Sitting by Gray’s side in the same chair his brother had been in, I grab hold of his hand.

“Tell me what happened.” His voice is so hoarse. I wonder if they’ve allowed him water yet. Digging in my pocket, I pull out my chapstick, smearing it across his mouth. The minty sensation will at least give him a little reprieve.

“Gray, I don’t think I could bear living that again.” My eyes cast down to where his fingers lightly squeeze mine.

“Tell me.”

So I do. Everything from how amazing his ride had been to the sound of his spine cracking against the metal fencing. His reluctance to come here, which only makes him chuckle, resulting in my narrowed eyes laser-focused on his face as I continue. I tell him about his injuries and what they could mean, each explanation only darkening his expression.

“Will I ride again?” he groans.

“Let’s not worry about that right now,” I keep my voice soft. The same tone I’ve used so many times when I know the answer should be no, but also acknowledge the progression of healing, will be the true indicator.

“Will I?” he demands.

Dropping my forehead or our joined hands, I suck in several shaky breaths before meeting his eyes again. “As long as you heal properly.”

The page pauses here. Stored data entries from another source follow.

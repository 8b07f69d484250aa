/// API Client: the single point of entry for all TwinSync backend calls.
///
/// No other module builds HTTP requests. One `ApiClient` is constructed at
/// startup and handed to every component; clones share the same connection
/// pool.
///
/// The client does not retry. Retrying is the scheduler's job, so a call here
/// is exactly one request bounded by the configured connect/total timeouts.
use std::time::Duration;

use chrono::NaiveDate;
use reqwest::{Client, RequestBuilder, Response};
use serde::{de::DeserializeOwned, Deserialize, Serialize};
use thiserror::Error;
use tracing::debug;

use crate::models::auth::{
    AcceptInviteRequest, AuthResponse, InviteResponse, LoginRequest, LogoutRequest,
    RegisterRequest, TokenPair,
};
use crate::models::daily::{DailyUpdate, DailyUpdatesRequest};
use crate::models::partner::PartnerSnapshot;
use crate::models::snapshot::UpdatePayload;

pub mod endpoints;

#[derive(Debug, Error)]
pub enum ApiError {
    #[error("No access token stored")]
    MissingCredential,

    #[error("HTTP error: {0}")]
    Http(#[from] reqwest::Error),

    #[error("API error (status {status}): {message}")]
    Status { status: u16, message: String },

    #[error("JSON decode error: {0}")]
    Decode(#[from] serde_json::Error),
}

impl ApiError {
    pub fn status(&self) -> Option<u16> {
        match self {
            ApiError::Status { status, .. } => Some(*status),
            ApiError::Http(e) => e.status().map(|s| s.as_u16()),
            _ => None,
        }
    }

    /// The backend refused the access token (401/403).
    pub fn is_auth_rejected(&self) -> bool {
        matches!(self, ApiError::Status { status: 401 | 403, .. })
    }

    /// A client-error response: the backend answered, and the answer was
    /// "no" (no partner linked, bad invite code). Token rejection, timeouts
    /// and rate limiting are excluded.
    pub fn is_unpaired(&self) -> bool {
        matches!(
            self,
            ApiError::Status { status, .. }
                if (400..500).contains(status) && !matches!(*status, 401 | 403 | 408 | 429)
        )
    }
}

/// DRF-style error body: `{"detail": "..."}` or `{"error": "..."}`.
#[derive(Debug, Deserialize)]
struct BackendError {
    detail: Option<String>,
    error: Option<String>,
}

#[derive(Clone)]
pub struct ApiClient {
    client: Client,
    base_url: String,
}

impl ApiClient {
    pub fn new(
        base_url: &str,
        connect_timeout: Duration,
        request_timeout: Duration,
    ) -> Result<Self, ApiError> {
        let client = Client::builder()
            .connect_timeout(connect_timeout)
            .timeout(request_timeout)
            .user_agent(concat!("twinsync-agent/", env!("CARGO_PKG_VERSION")))
            .build()?;

        Ok(Self {
            client,
            base_url: base_url.trim_end_matches('/').to_string(),
        })
    }

    pub fn base_url(&self) -> &str {
        &self.base_url
    }

    fn url(&self, path: &str) -> String {
        format!("{}{}", self.base_url, path)
    }

    // ── Auth ────────────────────────────────────────────────────────────────

    pub async fn register(
        &self,
        display_name: &str,
        email: &str,
        password: &str,
    ) -> Result<TokenPair, ApiError> {
        let body = RegisterRequest {
            display_name,
            email,
            password,
        };
        let request = self.client.post(self.url(endpoints::REGISTER)).json(&body);
        let response: AuthResponse = self.send_json(request).await?;
        Ok(response.tokens)
    }

    pub async fn login(&self, email: &str, password: &str) -> Result<TokenPair, ApiError> {
        let body = LoginRequest { email, password };
        let request = self.client.post(self.url(endpoints::LOGIN)).json(&body);
        let response: AuthResponse = self.send_json(request).await?;
        Ok(response.tokens)
    }

    /// Invalidates `refresh` server-side. The access token is attached when
    /// available; the backend only needs the refresh token in the body.
    pub async fn logout(&self, access: Option<&str>, refresh: &str) -> Result<(), ApiError> {
        let mut request = self
            .client
            .post(self.url(endpoints::LOGOUT))
            .json(&LogoutRequest { refresh });
        if let Some(token) = access {
            request = request.bearer_auth(token);
        }
        self.send(request).await?;
        Ok(())
    }

    // ── Pairing ─────────────────────────────────────────────────────────────

    pub async fn create_invitation(&self, token: &str) -> Result<String, ApiError> {
        let request = self.authorized_get(token, endpoints::CREATE_INVITATION);
        let response: InviteResponse = self.send_json(request).await?;
        Ok(response.invite_code)
    }

    pub async fn accept_invitation(&self, token: &str, invite_code: &str) -> Result<(), ApiError> {
        let request =
            self.authorized_post(token, endpoints::ACCEPT_INVITATION, &AcceptInviteRequest { invite_code });
        self.send(request).await?;
        Ok(())
    }

    pub async fn unlink(&self, token: &str) -> Result<(), ApiError> {
        let request = self
            .client
            .delete(self.url(endpoints::UNLINK))
            .bearer_auth(token)
            .header("accept", "application/json");
        self.send(request).await?;
        Ok(())
    }

    // ── User data ───────────────────────────────────────────────────────────

    pub async fn post_update(&self, token: &str, payload: &UpdatePayload) -> Result<(), ApiError> {
        let request = self.authorized_post(token, endpoints::USERDATA_UPDATE, payload);
        let response = self.send(request).await?;
        let text = response.text().await.unwrap_or_default();
        debug!("Update accepted: {text}");
        Ok(())
    }

    /// Fetches the partner snapshot. Only the transport and the status code
    /// can fail this call; the body itself is decoded leniently.
    pub async fn partner_data(&self, token: &str) -> Result<PartnerSnapshot, ApiError> {
        let request = self.authorized_get(token, endpoints::PARTNER_DATA);
        let response = self.send(request).await?;
        let body = response.text().await?;
        Ok(PartnerSnapshot::from_json(&body))
    }

    pub async fn daily_updates(
        &self,
        token: &str,
        date: NaiveDate,
    ) -> Result<Vec<DailyUpdate>, ApiError> {
        let request = self.authorized_post(
            token,
            endpoints::DAILY_UPDATES,
            &DailyUpdatesRequest::for_date(date),
        );
        self.send_json(request).await
    }

    // ── Plumbing ────────────────────────────────────────────────────────────

    fn authorized_get(&self, token: &str, path: &str) -> RequestBuilder {
        self.client
            .get(self.url(path))
            .bearer_auth(token)
            .header("accept", "application/json")
    }

    fn authorized_post<T: Serialize + ?Sized>(
        &self,
        token: &str,
        path: &str,
        body: &T,
    ) -> RequestBuilder {
        self.client
            .post(self.url(path))
            .bearer_auth(token)
            .header("accept", "application/json")
            .json(body)
    }

    /// Sends the request and maps any non-2xx status to `ApiError::Status`,
    /// preferring the backend's own error message over the raw body.
    async fn send(&self, request: RequestBuilder) -> Result<Response, ApiError> {
        let response = request.send().await?;
        let status = response.status();

        if status.is_success() {
            return Ok(response);
        }

        let body = response.text().await.unwrap_or_default();
        let message = serde_json::from_str::<BackendError>(&body)
            .ok()
            .and_then(|e| e.detail.or(e.error))
            .unwrap_or_else(|| {
                if body.is_empty() {
                    status.canonical_reason().unwrap_or("Unknown error").to_string()
                } else {
                    body
                }
            });

        debug!("Backend returned {status}: {message}");
        Err(ApiError::Status {
            status: status.as_u16(),
            message,
        })
    }

    async fn send_json<T: DeserializeOwned>(&self, request: RequestBuilder) -> Result<T, ApiError> {
        let response = self.send(request).await?;
        let body = response.text().await?;
        serde_json::from_str(&body).map_err(ApiError::Decode)
    }
}

#[cfg(test)]
mod tests {
    use super::*;
    use httpmock::prelude::*;
    use serde_json::json;

    fn client_for(server: &MockServer) -> ApiClient {
        ApiClient::new(
            &server.url("/api"),
            Duration::from_secs(2),
            Duration::from_secs(5),
        )
        .unwrap()
    }

    #[test]
    fn test_unpaired_classification() {
        let not_found = ApiError::Status {
            status: 404,
            message: "No partner".into(),
        };
        let rate_limited = ApiError::Status {
            status: 429,
            message: "slow down".into(),
        };
        let server_error = ApiError::Status {
            status: 503,
            message: "down".into(),
        };
        assert!(not_found.is_unpaired());
        assert!(!rate_limited.is_unpaired());
        assert!(!server_error.is_unpaired());
        assert!(!ApiError::MissingCredential.is_unpaired());
    }

    #[test]
    fn test_rejected_token_is_not_unpaired() {
        for status in [401, 403] {
            let err = ApiError::Status {
                status,
                message: "Given token not valid for any token type".into(),
            };
            assert!(err.is_auth_rejected());
            assert!(!err.is_unpaired());
        }
        let not_found = ApiError::Status {
            status: 404,
            message: "No partner".into(),
        };
        assert!(!not_found.is_auth_rejected());
    }

    #[tokio::test]
    async fn test_login_returns_tokens() {
        let server = MockServer::start_async().await;
        let mock = server
            .mock_async(|when, then| {
                when.method(POST)
                    .path("/api/auth/login/")
                    .json_body(json!({"email": "a@b.c", "password": "pw"}));
                then.status(200)
                    .json_body(json!({"tokens": {"access": "acc", "refresh": "ref"}}));
            })
            .await;

        let tokens = client_for(&server).login("a@b.c", "pw").await.unwrap();
        mock.assert_async().await;
        assert_eq!(tokens.access, "acc");
        assert_eq!(tokens.refresh, "ref");
    }

    #[tokio::test]
    async fn test_error_detail_is_surfaced() {
        let server = MockServer::start_async().await;
        server
            .mock_async(|when, then| {
                when.method(POST).path("/api/invitation/accept-invitation/");
                then.status(400).json_body(json!({"detail": "Invalid invite code"}));
            })
            .await;

        let err = client_for(&server)
            .accept_invitation("tok", "ZZZ")
            .await
            .unwrap_err();
        match err {
            ApiError::Status { status, message } => {
                assert_eq!(status, 400);
                assert_eq!(message, "Invalid invite code");
            }
            other => panic!("unexpected error: {other:?}"),
        }
    }

    #[tokio::test]
    async fn test_update_sends_bearer_token() {
        let server = MockServer::start_async().await;
        let mock = server
            .mock_async(|when, then| {
                when.method(POST)
                    .path("/api/userdata/update/")
                    .header("authorization", "Bearer tok")
                    .json_body(json!({"mood": "Happy"}));
                then.status(200).json_body(json!({"status": "ok"}));
            })
            .await;

        client_for(&server)
            .post_update("tok", &UpdatePayload::mood("Happy"))
            .await
            .unwrap();
        mock.assert_async().await;
    }

    #[tokio::test]
    async fn test_partner_data_with_partial_body() {
        let server = MockServer::start_async().await;
        server
            .mock_async(|when, then| {
                when.method(GET).path("/api/userdata/partner-data/");
                then.status(200).json_body(json!({"mood": "Calm"}));
            })
            .await;

        let snapshot = client_for(&server).partner_data("tok").await.unwrap();
        assert_eq!(snapshot.mood.as_deref(), Some("Calm"));
        assert_eq!(snapshot.battery, None);
    }

    #[tokio::test]
    async fn test_daily_updates_posts_date() {
        let server = MockServer::start_async().await;
        let mock = server
            .mock_async(|when, then| {
                when.method(POST)
                    .path("/api/userdata/daily-updates/")
                    .json_body(json!({"date": "2025-01-31"}));
                then.status(200).json_body(json!([
                    {"battery": 40, "gps_lat": null, "gps_lon": null, "mood": "ok",
                     "note": "", "logged_at": "2025-01-31T08:00:00Z"}
                ]));
            })
            .await;

        let date = NaiveDate::from_ymd_opt(2025, 1, 31).unwrap();
        let updates = client_for(&server).daily_updates("tok", date).await.unwrap();
        mock.assert_async().await;
        assert_eq!(updates.len(), 1);
        assert_eq!(updates[0].battery, Some(40));
    }

    #[tokio::test]
    async fn test_unlink_uses_delete() {
        let server = MockServer::start_async().await;
        let mock = server
            .mock_async(|when, then| {
                when.method(DELETE).path("/api/invitation/unlink/");
                then.status(204);
            })
            .await;

        client_for(&server).unlink("tok").await.unwrap();
        mock.assert_async().await;
    }
}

It’s not that I don’t want Gray to do what he loves. He’s too good to walk away if he’s in proper health to do it. That’s the part that worries me. Thinking back to my first interaction with Gray I am not confident he’ll take the necessary steps to let his body recover before he goes about climbing on the back of another ton-sized animal ready to toss him into oblivion.

“Baby, I’m fine,” he says again, his hand slipping out of mine to run over my hair.

“I think you will be, but it doesn’t mean I’m not scared, and our boys miss you. I’ve never seen such sad eyes.”

“Say that again,” he breathes.

“The dogs have sad eyes?”

“No. The part where you called them ours.”

“Our boys miss you?” I’m confused about why he wanted that repeated.

He groans happily, slightly nuzzling further into the mattress. “I’m getting tired again. But now I’m happy.”

“Why?”

“Because I love you and our boys,” he whispers, as his eyelids flutter shut.

“Gray. Gray.” I lightly tug at his hand, but only a tiny snore sneaks out.

Of course he would say something like that and fall asleep.